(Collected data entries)
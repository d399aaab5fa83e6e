//! Device geolocation through ipdata.
//!
//! The public IP is discovered first from a plain-text echo endpoint, then
//! looked up with `GET {base}/{ip}?api-key=...`.

use std::net::IpAddr;
use std::time::Duration;

use async_trait::async_trait;
use reqwest::{Client, StatusCode, Url};
use wander_core::{LocationProvider, LocationRecord, SuggestError};

use crate::error::ProviderError;
use crate::retry::retry_with_backoff;
use crate::types::IpdataResponse;

const DEFAULT_BASE_URL: &str = "https://api.ipdata.co/";
const DEFAULT_IP_ECHO_URL: &str = "http://ip.42.pl/raw";
const PROVIDER: &str = "ipdata";

pub struct IpdataClient {
    client: Client,
    api_key: String,
    base_url: Url,
    ip_echo_url: Url,
    max_retries: u32,
    backoff_base_ms: u64,
}

impl IpdataClient {
    /// Creates a client pointed at the production ipdata API.
    ///
    /// # Errors
    ///
    /// Returns [`ProviderError::Http`] if the underlying `reqwest::Client`
    /// cannot be constructed.
    pub fn new(api_key: &str, timeout_secs: u64, user_agent: &str) -> Result<Self, ProviderError> {
        Self::with_urls(
            api_key,
            timeout_secs,
            user_agent,
            DEFAULT_BASE_URL,
            DEFAULT_IP_ECHO_URL,
        )
    }

    /// Creates a client with custom lookup and IP-echo URLs (for testing with
    /// wiremock).
    ///
    /// # Errors
    ///
    /// Returns [`ProviderError::Http`] if the `reqwest::Client` cannot be
    /// constructed, or [`ProviderError::InvalidBaseUrl`] if either URL does
    /// not parse.
    pub fn with_urls(
        api_key: &str,
        timeout_secs: u64,
        user_agent: &str,
        base_url: &str,
        ip_echo_url: &str,
    ) -> Result<Self, ProviderError> {
        let client = Client::builder()
            .timeout(Duration::from_secs(timeout_secs))
            .connect_timeout(Duration::from_secs(10))
            .user_agent(user_agent)
            .build()?;

        let parse = |raw: &str| {
            Url::parse(raw).map_err(|e| ProviderError::InvalidBaseUrl {
                url: raw.to_string(),
                reason: e.to_string(),
            })
        };
        let base_url = parse(&format!("{}/", base_url.trim_end_matches('/')))?;
        let ip_echo_url = parse(ip_echo_url)?;

        Ok(Self {
            client,
            api_key: api_key.to_owned(),
            base_url,
            ip_echo_url,
            max_retries: 0,
            backoff_base_ms: 0,
        })
    }

    /// Enables back-off retries for transient failures.
    #[must_use]
    pub fn with_retries(mut self, max_retries: u32, backoff_base_ms: u64) -> Self {
        self.max_retries = max_retries;
        self.backoff_base_ms = backoff_base_ms;
        self
    }

    /// Discovers this machine's public IP address.
    ///
    /// # Errors
    ///
    /// - [`ProviderError::Http`] on network failure or non-2xx status.
    /// - [`ProviderError::Api`] if the echo endpoint returns something that
    ///   is not an IP address.
    pub async fn public_ip(&self) -> Result<IpAddr, ProviderError> {
        let text = retry_with_backoff(self.max_retries, self.backoff_base_ms, || async move {
            let response = self
                .client
                .get(self.ip_echo_url.clone())
                .send()
                .await?
                .error_for_status()?;
            Ok::<String, ProviderError>(response.text().await?)
        })
        .await?;

        text.trim().parse::<IpAddr>().map_err(|_| ProviderError::Api {
            code: 200,
            message: format!("IP echo returned '{}'", text.trim()),
        })
    }

    /// Looks up the location of `ip`.
    ///
    /// # Errors
    ///
    /// - [`ProviderError::QuotaExceeded`] on HTTP 429, or 403 mentioning a quota.
    /// - [`ProviderError::Api`] on any other non-2xx status or a response
    ///   without coordinates.
    /// - [`ProviderError::Http`] / [`ProviderError::UnexpectedStatus`] on
    ///   network failure or 5xx after retries.
    /// - [`ProviderError::Deserialize`] if the body is not the expected JSON.
    pub async fn lookup(&self, ip: IpAddr) -> Result<LocationRecord, ProviderError> {
        let mut url = self.base_url.clone();
        url.path_segments_mut()
            .map_err(|()| ProviderError::InvalidBaseUrl {
                url: self.base_url.to_string(),
                reason: "URL cannot be a base".to_string(),
            })?
            .pop_if_empty()
            .push(&ip.to_string());
        url.query_pairs_mut().append_pair("api-key", &self.api_key);
        let context = format!("ipdata lookup({ip})");

        let body = retry_with_backoff(self.max_retries, self.backoff_base_ms, || {
            let url = url.clone();
            let context = context.clone();
            async move {
                let response = self.client.get(url).send().await?;
                let status = response.status();
                if status.is_server_error() {
                    return Err(ProviderError::UnexpectedStatus {
                        status: status.as_u16(),
                        context,
                    });
                }
                let body = response.text().await?;
                classify_status(status, &body)?;
                Ok(body)
            }
        })
        .await?;

        let wire: IpdataResponse =
            serde_json::from_str(&body).map_err(|e| ProviderError::Deserialize {
                context: context.clone(),
                source: e,
            })?;

        wire.into_location().ok_or_else(|| ProviderError::Api {
            code: 200,
            message: format!("{context}: response has no coordinates"),
        })
    }
}

/// Maps ipdata's non-2xx statuses. ipdata answers quota exhaustion with 403
/// and a message about the quota; plain 403 means a bad key.
fn classify_status(status: StatusCode, body: &str) -> Result<(), ProviderError> {
    if status.is_success() {
        return Ok(());
    }
    let message = serde_json::from_str::<serde_json::Value>(body)
        .ok()
        .and_then(|v| v.get("message").and_then(|m| m.as_str()).map(str::to_owned))
        .unwrap_or_else(|| body.trim().to_string());
    if status == StatusCode::TOO_MANY_REQUESTS
        || (status == StatusCode::FORBIDDEN && message.to_lowercase().contains("quota"))
    {
        return Err(ProviderError::QuotaExceeded(message));
    }
    Err(ProviderError::Api {
        code: status.as_u16(),
        message,
    })
}

#[async_trait]
impl LocationProvider for IpdataClient {
    async fn lookup_location(&self) -> Result<LocationRecord, SuggestError> {
        let ip = self
            .public_ip()
            .await
            .map_err(|e| e.into_suggest_error(PROVIDER))?;
        tracing::debug!(%ip, "resolved public IP");
        self.lookup(ip)
            .await
            .map_err(|e| e.into_suggest_error(PROVIDER))
    }
}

§ ASSIGNED TASK: Filter the entries above down to the lines that contain "StatusCode".

§ RESPONSE TO THIS TASK:
use reqwest::{Client, StatusCode, Url};
fn classify_status(status: StatusCode, body: &str) -> Result<(), ProviderError> {
    if status == StatusCode::TOO_MANY_REQUESTS
        || (status == StatusCode::FORBIDDEN && message.to_lowercase().contains("quota"))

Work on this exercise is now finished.